De aartsvijand van deze poseurs zijn de echte oorlogsverslaggevers, in dit geval Palestijnse journalisten in Gaza. Deze verslaggevers ontmaskeren hen als kruipers en sycophanten en brengen bijna alles wat ze verspreiden in diskrediet. Om deze reden laten de poseurs geen kans voorbijgaan om de waarheidsgetrouwheid en motieven van degenen in het veld in twijfel te trekken. Ik heb gezien hoe deze onderkruipers dit herhaaldelijk deden bij mijn collega Robert Fisk.
Toen oorlogsverslaggever Ben Anderson aankwam in het hotel waar journalisten die verslag deden van de oorlog in Liberia verbleven – waar ze volgens hem ‘op kosten van de zaak’ dronken werden in bars, affaires hadden en ‘informatie uitwisselden in plaats van daadwerkelijk op pad te gaan om informatie te verzamelen’ – kreeg zijn beeld van oorlogsverslaggevers een enorme deuk.
‘Ik dacht: eindelijk ben ik onder mijn helden’, herinnert Anderson zich. “Dit is waar ik al jaren wilde zijn. En toen nam de cameraman met wie ik was – die de rebellen heel goed kende – ons ongeveer drie weken mee op pad met de rebellen. We kwamen terug in Monrovia. De jongens in de hotelbar zeiden: ‘Waar zijn jullie geweest? We dachten dat jullie naar huis waren gegaan.’ We zeiden: ‘We zijn op pad geweest om verslag te doen van de oorlog. Is dat niet ons werk? Is dat niet wat jullie horen te doen?'” “Het romantische beeld dat ik had van buitenlandcorrespondenten werd plotseling vernietigd in Liberia”, vervolgde hij. “Ik realiseerde me dat veel van deze mensen eigenlijk vol onzin zitten. Ze zijn niet eens bereid om het hotel te verlaten, laat staan de veiligheid van de hoofdstad te verlaten en daadwerkelijk verslag te doen.”

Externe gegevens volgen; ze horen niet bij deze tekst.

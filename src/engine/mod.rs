//! Generation advance for a [`Grid`]
//!
//! Every next state is computed from an untouched snapshot of the current
//! generation and written into a separate grid, so updates are simultaneous.

mod index;

use crate::{CellPos, CellState, Grid};

/// Row/column offsets of the 3x3 block around a cell, in neighborhood bit order
const OFFSETS: [CellPos; 9] = [
    CellPos::new(-1, -1),
    CellPos::new(-1, 0),
    CellPos::new(-1, 1),
    CellPos::new(0, -1),
    CellPos::new(0, 0),
    CellPos::new(0, 1),
    CellPos::new(1, -1),
    CellPos::new(1, 0),
    CellPos::new(1, 1),
];

/// Packs the 3x3 block centered on `pos` into a 9-bit mask
///
/// Cells off the grid read as dead, so edges have no wraparound. Offsets
/// that would leave the `i32` coordinate range are dead as well.
fn neighborhood(grid: &Grid, pos: CellPos) -> u16 {
    OFFSETS
        .iter()
        .enumerate()
        .filter(|&(_, &offset)| {
            pos.checked_add(offset).is_some_and(|cell| grid.get(cell).is_alive())
        })
        .fold(0u16, |mask, (bit, _)| mask | 1u16 << bit)
}

/// Number of live cells in the Moore neighborhood of `pos`
pub fn live_neighbors(grid: &Grid, pos: impl Into<CellPos>) -> u8 {
    (neighborhood(grid, pos.into()) & !index::CENTER).count_ones() as u8
}

/// Computes the next generation of `current` into a fresh grid
pub fn step(current: &Grid) -> Grid {
    let mut next = current.clone();
    step_into(current, &mut next);
    next
}

/// Computes the next generation of `current` into `next`
///
/// `next` is used as a scratch buffer and is resized to match `current` when
/// the dimensions differ. Its previous contents are never read.
pub fn step_into(current: &Grid, next: &mut Grid) {
    if !next.same_size(current) {
        *next = current.clone();
    }

    for (pos, cell) in current.positions().zip(next.cells_mut()) {
        *cell = CellState::from(index::next_alive(neighborhood(current, pos)));
    }
}

#[cfg(test)]
mod tests {
    use super::*;
    use rand::{SeedableRng, rngs::StdRng};

    fn grid(pattern: &str) -> Grid {
        pattern.parse().expect("valid pattern")
    }

    #[test]
    fn counts_neighbors() {
        let g = grid(
            "
            ###
            #.#
            ###
            ",
        );

        assert_eq!(live_neighbors(&g, (1, 1)), 8);
        assert_eq!(live_neighbors(&g, (0, 0)), 2);
        assert_eq!(live_neighbors(&g, (0, 1)), 4);
    }

    #[test]
    fn center_not_counted() {
        let g = grid(
            "
            ...
            .#.
            ...
            ",
        );

        assert_eq!(live_neighbors(&g, (1, 1)), 0);
    }

    #[test]
    fn corner_has_no_wraparound() {
        let g = grid(
            "
            #...#
            .....
            .....
            #...#
            ",
        );

        assert_eq!(live_neighbors(&g, (0, 0)), 0);
        assert_eq!(live_neighbors(&g, (3, 4)), 0);
    }

    #[test]
    fn extreme_coordinates_have_no_neighbors() {
        let g = grid(
            "
            ##
            ##
            ",
        );

        assert_eq!(live_neighbors(&g, (i32::MAX, 0)), 0);
        assert_eq!(live_neighbors(&g, (i32::MIN, i32::MIN)), 0);
        assert_eq!(live_neighbors(&g, (i32::MAX, i32::MAX)), 0);
        assert_eq!(live_neighbors(&g, (-1, -1)), 1);
    }

    #[test]
    fn glider_moves() {
        let g = grid(
            "
            .#....
            ..#...
            ###...
            ......
            ......
            ......
            ",
        );
        let expected = grid(
            "
            ......
            ..#...
            ...#..
            .###..
            ......
            ......
            ",
        );

        let mut next = g.clone();
        for _ in 0..4 {
            next = step(&next);
        }
        assert_eq!(next, expected);
    }

    #[test]
    fn step_into_overwrites_scratch() {
        let g = grid(
            "
            .....
            ..#..
            ..#..
            ..#..
            .....
            ",
        );
        let mut scratch = Grid::new(5, 5).unwrap();
        scratch.randomize(&mut StdRng::seed_from_u64(17), 0.5);

        step_into(&g, &mut scratch);

        assert_eq!(scratch, step(&g));
    }

    #[test]
    fn step_into_resizes_scratch() {
        let g = grid(
            "
            ##
            ##
            ",
        );
        let mut scratch = Grid::new(7, 3).unwrap();

        step_into(&g, &mut scratch);

        assert_eq!(scratch, g);
    }
}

Je kunt hier een interview zien dat ik met Anderson heb gemaakt.
Deze scheidslijn, die in elke oorlog die ik heb verslagen voorkwam, is bepalend voor de berichtgeving over de genocide in Gaza. Het is geen scheiding tussen professionaliteit of cultuur. Palestijnse verslaggevers brengen de wreedheden van Israël aan het licht en ontkrachten de leugens van Israël. De rest van de pers doet dat niet.
Palestijnse journalisten, die door Israël worden aangevallen en vermoord, betalen – net als veel andere oorlogscorrespondenten – met hun leven, maar dan in veel grotere aantallen. Israël heeft volgens één telling 245 journalisten in Gaza vermoord en volgens een andere telling meer dan 273. Het doel is om de genocide in het duister te hullen. Geen enkele oorlog die ik heb verslagen komt ook maar in de buurt van deze aantallen doden. Sinds 7 oktober heeft Israël meer journalisten gedood “dan de Amerikaanse Burgeroorlog, de Eerste en Tweede Wereldoorlog, de Koreaanse Oorlog, de Vietnamoorlog (inclusief de conflicten in Cambodja en Laos), de oorlogen in Joegoslavië in de jaren 90 en 2000, en de oorlog in Afghanistan na 9/11, samen”. Journalisten in Palestina laten testamenten en opgenomen video’s achter die na hun dood moeten worden voorgelezen of afgespeeld.
De ‘collega’s’ van deze Palestijnse journalisten in de westerse pers zenden uit vanaf het grenshek met Gaza, uitgedost in kogelvrije vesten en helmen, waar ze evenveel kans hebben om door granaatscherven of kogels te worden geraakt als door een asteroïde. Ze haasten zich als lemmingen naar briefings van Israëlische functionarissen. Ze zijn niet alleen de vijanden van de waarheid, maar ook de vijanden van journalisten die het echte werk van oorlogsverslaggeving doen.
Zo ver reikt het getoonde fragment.